■ Task to carry out
Where in the records does the word "impl" occur? Copy each line in which it does.

■ Provided records
• • • • •

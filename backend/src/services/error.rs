//! Error taxonomy shared by every marketplace service.

use actix_web::http::StatusCode;
use actix_web::{HttpResponse, ResponseError};
use tracing::{debug, error};
use validator::ValidationErrors;

use crate::db::DatabaseError;
use crate::models::ApiResponse;

/// Errors returned by service operations.
///
/// Handlers turn these into the JSON error envelope with
/// [`ServiceError::code`] and [`ServiceError::status`].
#[derive(Debug, thiserror::Error)]
pub enum ServiceError {
    /// No valid session, or the session's user no longer exists.
    #[error("Authentication required")]
    Unauthorized,

    /// Authenticated, but the role, suspension flag or ownership forbids it.
    #[error("Forbidden: {0}")]
    Forbidden(String),

    #[error("{0} not found")]
    NotFound(String),

    /// Input rejected before any write happened.
    #[error("Validation failed: {0}")]
    ValidationFailed(String),

    /// The operation clashes with current state (overlap, duplicate, race).
    #[error("Conflict: {0}")]
    Conflict(String),

    /// The payment gateway declined or failed.
    #[error("Payment gateway error: {0}")]
    ExternalFailure(String),

    #[error("Database error: {0}")]
    Database(String),

    #[error("Internal error: {0}")]
    Internal(String),
}

impl ServiceError {
    /// Stable error code sent to clients.
    pub fn code(&self) -> &'static str {
        match self {
            ServiceError::Unauthorized => "UNAUTHORIZED",
            ServiceError::Forbidden(_) => "FORBIDDEN",
            ServiceError::NotFound(_) => "NOT_FOUND",
            ServiceError::ValidationFailed(_) => "VALIDATION_FAILED",
            ServiceError::Conflict(_) => "CONFLICT",
            ServiceError::ExternalFailure(_) => "PAYMENT_FAILED",
            ServiceError::Database(_) | ServiceError::Internal(_) => "INTERNAL_ERROR",
        }
    }

    pub fn status(&self) -> StatusCode {
        match self {
            ServiceError::Unauthorized => StatusCode::UNAUTHORIZED,
            ServiceError::Forbidden(_) => StatusCode::FORBIDDEN,
            ServiceError::NotFound(_) => StatusCode::NOT_FOUND,
            ServiceError::ValidationFailed(_) => StatusCode::BAD_REQUEST,
            ServiceError::Conflict(_) => StatusCode::CONFLICT,
            ServiceError::ExternalFailure(_) => StatusCode::BAD_GATEWAY,
            ServiceError::Database(_) | ServiceError::Internal(_) => {
                StatusCode::INTERNAL_SERVER_ERROR
            }
        }
    }

    /// Message safe to show to clients. Infrastructure details stay in logs.
    pub fn public_message(&self) -> String {
        match self {
            ServiceError::Database(_) | ServiceError::Internal(_) => {
                "An internal error occurred".to_string()
            }
            other => other.to_string(),
        }
    }
}

impl From<DatabaseError> for ServiceError {
    fn from(e: DatabaseError) -> Self {
        match e {
            DatabaseError::NotFound(what) => ServiceError::NotFound(what),
            DatabaseError::Conflict(msg) => ServiceError::Conflict(msg),
            other => ServiceError::Database(other.to_string()),
        }
    }
}

impl From<ValidationErrors> for ServiceError {
    fn from(e: ValidationErrors) -> Self {
        // Flatten to "field: message" pairs in a stable order.
        let mut problems: Vec<String> = e
            .field_errors()
            .iter()
            .flat_map(|(field, errors)| {
                errors.iter().map(move |err| match &err.message {
                    Some(message) => format!("{}: {}", field, message),
                    None => format!("{}: invalid ({})", field, err.code),
                })
            })
            .collect();
        problems.sort();
        ServiceError::ValidationFailed(problems.join("; "))
    }
}

/// Lets handlers and extractors return `ServiceError` directly; the body is
/// the standard error envelope.
impl ResponseError for ServiceError {
    fn status_code(&self) -> StatusCode {
        self.status()
    }

    fn error_response(&self) -> HttpResponse {
        match self {
            ServiceError::Database(_) | ServiceError::Internal(_) => error!("{}", self),
            _ => debug!("Request rejected: {}", self),
        }
        HttpResponse::build(self.status())
            .json(ApiResponse::<()>::error(self.code(), &self.public_message()))
    }
}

• • • • •

■ Completed task
impl ServiceError {
impl From<DatabaseError> for ServiceError {
impl From<ValidationErrors> for ServiceError {
impl ResponseError for ServiceError {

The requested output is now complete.